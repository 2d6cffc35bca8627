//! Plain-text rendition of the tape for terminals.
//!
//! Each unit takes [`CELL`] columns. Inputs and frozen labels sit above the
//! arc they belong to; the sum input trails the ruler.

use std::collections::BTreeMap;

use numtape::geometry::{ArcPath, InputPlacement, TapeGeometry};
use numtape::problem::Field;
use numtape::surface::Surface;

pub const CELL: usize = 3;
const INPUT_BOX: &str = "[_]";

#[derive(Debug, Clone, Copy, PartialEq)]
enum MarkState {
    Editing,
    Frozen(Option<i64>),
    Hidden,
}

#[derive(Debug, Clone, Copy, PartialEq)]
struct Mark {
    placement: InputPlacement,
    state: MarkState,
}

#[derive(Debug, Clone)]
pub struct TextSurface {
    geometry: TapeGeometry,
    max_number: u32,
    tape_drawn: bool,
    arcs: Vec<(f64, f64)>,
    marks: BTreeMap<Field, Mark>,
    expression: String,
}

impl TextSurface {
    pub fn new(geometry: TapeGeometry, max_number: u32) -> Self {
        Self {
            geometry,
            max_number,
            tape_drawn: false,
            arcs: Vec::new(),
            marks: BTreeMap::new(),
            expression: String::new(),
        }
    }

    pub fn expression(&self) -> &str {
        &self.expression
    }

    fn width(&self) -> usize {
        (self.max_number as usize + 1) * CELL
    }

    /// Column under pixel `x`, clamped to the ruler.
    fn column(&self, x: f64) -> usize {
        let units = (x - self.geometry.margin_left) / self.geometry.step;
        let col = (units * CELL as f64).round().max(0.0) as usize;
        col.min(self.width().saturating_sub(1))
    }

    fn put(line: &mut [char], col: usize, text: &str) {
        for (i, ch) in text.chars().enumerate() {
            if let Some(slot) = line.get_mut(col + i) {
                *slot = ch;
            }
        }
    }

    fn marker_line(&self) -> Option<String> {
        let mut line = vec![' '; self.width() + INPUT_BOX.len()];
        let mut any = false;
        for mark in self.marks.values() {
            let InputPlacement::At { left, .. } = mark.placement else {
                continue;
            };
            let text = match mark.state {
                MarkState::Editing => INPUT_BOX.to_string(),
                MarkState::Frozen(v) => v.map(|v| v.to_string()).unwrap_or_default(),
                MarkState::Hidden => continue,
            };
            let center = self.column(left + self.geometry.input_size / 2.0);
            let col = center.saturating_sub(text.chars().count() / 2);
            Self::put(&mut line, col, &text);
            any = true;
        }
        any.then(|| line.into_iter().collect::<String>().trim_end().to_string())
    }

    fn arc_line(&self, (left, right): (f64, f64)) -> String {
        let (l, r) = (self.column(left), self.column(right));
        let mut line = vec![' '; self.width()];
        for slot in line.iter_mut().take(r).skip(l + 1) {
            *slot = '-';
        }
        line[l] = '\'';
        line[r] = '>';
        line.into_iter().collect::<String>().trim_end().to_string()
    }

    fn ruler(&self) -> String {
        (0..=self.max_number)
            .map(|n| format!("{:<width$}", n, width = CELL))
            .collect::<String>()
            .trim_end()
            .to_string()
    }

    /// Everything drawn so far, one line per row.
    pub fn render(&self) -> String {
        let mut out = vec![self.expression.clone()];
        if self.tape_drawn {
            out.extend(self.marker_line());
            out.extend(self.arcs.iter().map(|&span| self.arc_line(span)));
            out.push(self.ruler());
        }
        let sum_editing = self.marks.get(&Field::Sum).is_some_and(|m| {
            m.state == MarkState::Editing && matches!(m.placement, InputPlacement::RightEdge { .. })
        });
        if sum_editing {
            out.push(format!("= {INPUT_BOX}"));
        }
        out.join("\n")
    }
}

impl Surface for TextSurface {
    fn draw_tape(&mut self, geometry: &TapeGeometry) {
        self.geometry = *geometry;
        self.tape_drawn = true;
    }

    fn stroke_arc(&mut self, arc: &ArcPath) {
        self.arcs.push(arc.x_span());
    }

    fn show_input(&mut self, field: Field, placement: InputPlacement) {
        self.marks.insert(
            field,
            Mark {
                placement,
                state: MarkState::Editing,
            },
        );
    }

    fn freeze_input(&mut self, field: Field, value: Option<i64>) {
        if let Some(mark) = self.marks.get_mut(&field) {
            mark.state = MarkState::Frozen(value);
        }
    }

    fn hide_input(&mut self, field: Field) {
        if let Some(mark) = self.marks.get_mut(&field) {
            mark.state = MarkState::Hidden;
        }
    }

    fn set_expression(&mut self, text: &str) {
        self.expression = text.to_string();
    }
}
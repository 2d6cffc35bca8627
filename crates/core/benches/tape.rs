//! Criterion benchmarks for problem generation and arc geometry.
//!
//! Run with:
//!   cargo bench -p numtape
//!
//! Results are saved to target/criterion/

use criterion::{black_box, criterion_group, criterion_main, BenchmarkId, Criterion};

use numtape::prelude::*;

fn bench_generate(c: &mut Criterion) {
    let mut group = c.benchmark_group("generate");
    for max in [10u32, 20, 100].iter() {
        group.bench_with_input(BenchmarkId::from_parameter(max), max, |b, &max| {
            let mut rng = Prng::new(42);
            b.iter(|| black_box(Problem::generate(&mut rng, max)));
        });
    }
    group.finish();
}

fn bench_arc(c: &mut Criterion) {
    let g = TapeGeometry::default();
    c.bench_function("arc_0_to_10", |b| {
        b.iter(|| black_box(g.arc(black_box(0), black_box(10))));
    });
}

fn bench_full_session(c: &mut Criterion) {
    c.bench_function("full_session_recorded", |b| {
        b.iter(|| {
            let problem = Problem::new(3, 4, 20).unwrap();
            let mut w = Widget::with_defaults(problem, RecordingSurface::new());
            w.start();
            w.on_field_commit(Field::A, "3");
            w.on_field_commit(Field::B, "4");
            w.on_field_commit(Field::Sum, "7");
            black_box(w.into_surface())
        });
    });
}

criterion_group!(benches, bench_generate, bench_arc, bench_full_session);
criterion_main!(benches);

**EXERCISE INSTRUCTIONS**. Copy out every entry again, exactly as it was given.

**THE ANSWER**.
repository 2d6cffc35bca8627
//! Plain-text rendition of the tape for terminals.
//!
//! Each unit takes [`CELL`] columns. Inputs and frozen labels sit above the
//! arc they belong to; the sum input trails the ruler.

use std::collections::BTreeMap;

use numtape::geometry::{ArcPath, InputPlacement, TapeGeometry};
use numtape::problem::Field;
use numtape::surface::Surface;

pub const CELL: usize = 3;
const INPUT_BOX: &str = "[_]";

#[derive(Debug, Clone, Copy, PartialEq)]
enum MarkState {
    Editing,
    Frozen(Option<i64>),
    Hidden,
}

#[derive(Debug, Clone, Copy, PartialEq)]
struct Mark {
    placement: InputPlacement,
    state: MarkState,
}

#[derive(Debug, Clone)]
pub struct TextSurface {
    geometry: TapeGeometry,
    max_number: u32,
    tape_drawn: bool,
    arcs: Vec<(f64, f64)>,
    marks: BTreeMap<Field, Mark>,
    expression: String,
}

impl TextSurface {
    pub fn new(geometry: TapeGeometry, max_number: u32) -> Self {
        Self {
            geometry,
            max_number,
            tape_drawn: false,
            arcs: Vec::new(),
            marks: BTreeMap::new(),
            expression: String::new(),
        }
    }

    pub fn expression(&self) -> &str {
        &self.expression
    }

    fn width(&self) -> usize {
        (self.max_number as usize + 1) * CELL
    }

    /// Column under pixel `x`, clamped to the ruler.
    fn column(&self, x: f64) -> usize {
        let units = (x - self.geometry.margin_left) / self.geometry.step;
        let col = (units * CELL as f64).round().max(0.0) as usize;
        col.min(self.width().saturating_sub(1))
    }

    fn put(line: &mut [char], col: usize, text: &str) {
        for (i, ch) in text.chars().enumerate() {
            if let Some(slot) = line.get_mut(col + i) {
                *slot = ch;
            }
        }
    }

    fn marker_line(&self) -> Option<String> {
        let mut line = vec![' '; self.width() + INPUT_BOX.len()];
        let mut any = false;
        for mark in self.marks.values() {
            let InputPlacement::At { left, .. } = mark.placement else {
                continue;
            };
            let text = match mark.state {
                MarkState::Editing => INPUT_BOX.to_string(),
                MarkState::Frozen(v) => v.map(|v| v.to_string()).unwrap_or_default(),
                MarkState::Hidden => continue,
            };
            let center = self.column(left + self.geometry.input_size / 2.0);
            let col = center.saturating_sub(text.chars().count() / 2);
            Self::put(&mut line, col, &text);
            any = true;
        }
        any.then(|| line.into_iter().collect::<String>().trim_end().to_string())
    }

    fn arc_line(&self, (left, right): (f64, f64)) -> String {
        let (l, r) = (self.column(left), self.column(right));
        let mut line = vec![' '; self.width()];
        for slot in line.iter_mut().take(r).skip(l + 1) {
            *slot = '-';
        }
        line[l] = '\'';
        line[r] = '>';
        line.into_iter().collect::<String>().trim_end().to_string()
    }

    fn ruler(&self) -> String {
        (0..=self.max_number)
            .map(|n| format!("{:<width$}", n, width = CELL))
            .collect::<String>()
            .trim_end()
            .to_string()
    }

    /// Everything drawn so far, one line per row.
    pub fn render(&self) -> String {
        let mut out = vec![self.expression.clone()];
        if self.tape_drawn {
            out.extend(self.marker_line());
            out.extend(self.arcs.iter().map(|&span| self.arc_line(span)));
            out.push(self.ruler());
        }
        let sum_editing = self.marks.get(&Field::Sum).is_some_and(|m| {
            m.state == MarkState::Editing && matches!(m.placement, InputPlacement::RightEdge { .. })
        });
        if sum_editing {
            out.push(format!("= {INPUT_BOX}"));
        }
        out.join("\n")
    }
}

impl Surface for TextSurface {
    fn draw_tape(&mut self, geometry: &TapeGeometry) {
        self.geometry = *geometry;
        self.tape_drawn = true;
    }

    fn stroke_arc(&mut self, arc: &ArcPath) {
        self.arcs.push(arc.x_span());
    }

    fn show_input(&mut self, field: Field, placement: InputPlacement) {
        self.marks.insert(
            field,
            Mark {
                placement,
                state: MarkState::Editing,
            },
        );
    }

    fn freeze_input(&mut self, field: Field, value: Option<i64>) {
        if let Some(mark) = self.marks.get_mut(&field) {
            mark.state = MarkState::Frozen(value);
        }
    }

    fn hide_input(&mut self, field: Field) {
        if let Some(mark) = self.marks.get_mut(&field) {
            mark.state = MarkState::Hidden;
        }
    }

    fn set_expression(&mut self, text: &str) {
        self.expression = text.to_string();
    }
}
repository 2d6cffc35bca8627
filename crates/core/benches/tape.rs
//! Criterion benchmarks for problem generation and arc geometry.
//!
//! Run with:
//!   cargo bench -p numtape
//!
//! Results are saved to target/criterion/

use criterion::{black_box, criterion_group, criterion_main, BenchmarkId, Criterion};

use numtape::prelude::*;

fn bench_generate(c: &mut Criterion) {
    let mut group = c.benchmark_group("generate");
    for max in [10u32, 20, 100].iter() {
        group.bench_with_input(BenchmarkId::from_parameter(max), max, |b, &max| {
            let mut rng = Prng::new(42);
            b.iter(|| black_box(Problem::generate(&mut rng, max)));
        });
    }
    group.finish();
}

fn bench_arc(c: &mut Criterion) {
    let g = TapeGeometry::default();
    c.bench_function("arc_0_to_10", |b| {
        b.iter(|| black_box(g.arc(black_box(0), black_box(10))));
    });
}

fn bench_full_session(c: &mut Criterion) {
    c.bench_function("full_session_recorded", |b| {
        b.iter(|| {
            let problem = Problem::new(3, 4, 20).unwrap();
            let mut w = Widget::with_defaults(problem, RecordingSurface::new());
            w.start();
            w.on_field_commit(Field::A, "3");
            w.on_field_commit(Field::B, "4");
            w.on_field_commit(Field::Sum, "7");
            black_box(w.into_surface())
        });
    });
}

criterion_group!(benches, bench_generate, bench_arc, bench_full_session);
criterion_main!(benches);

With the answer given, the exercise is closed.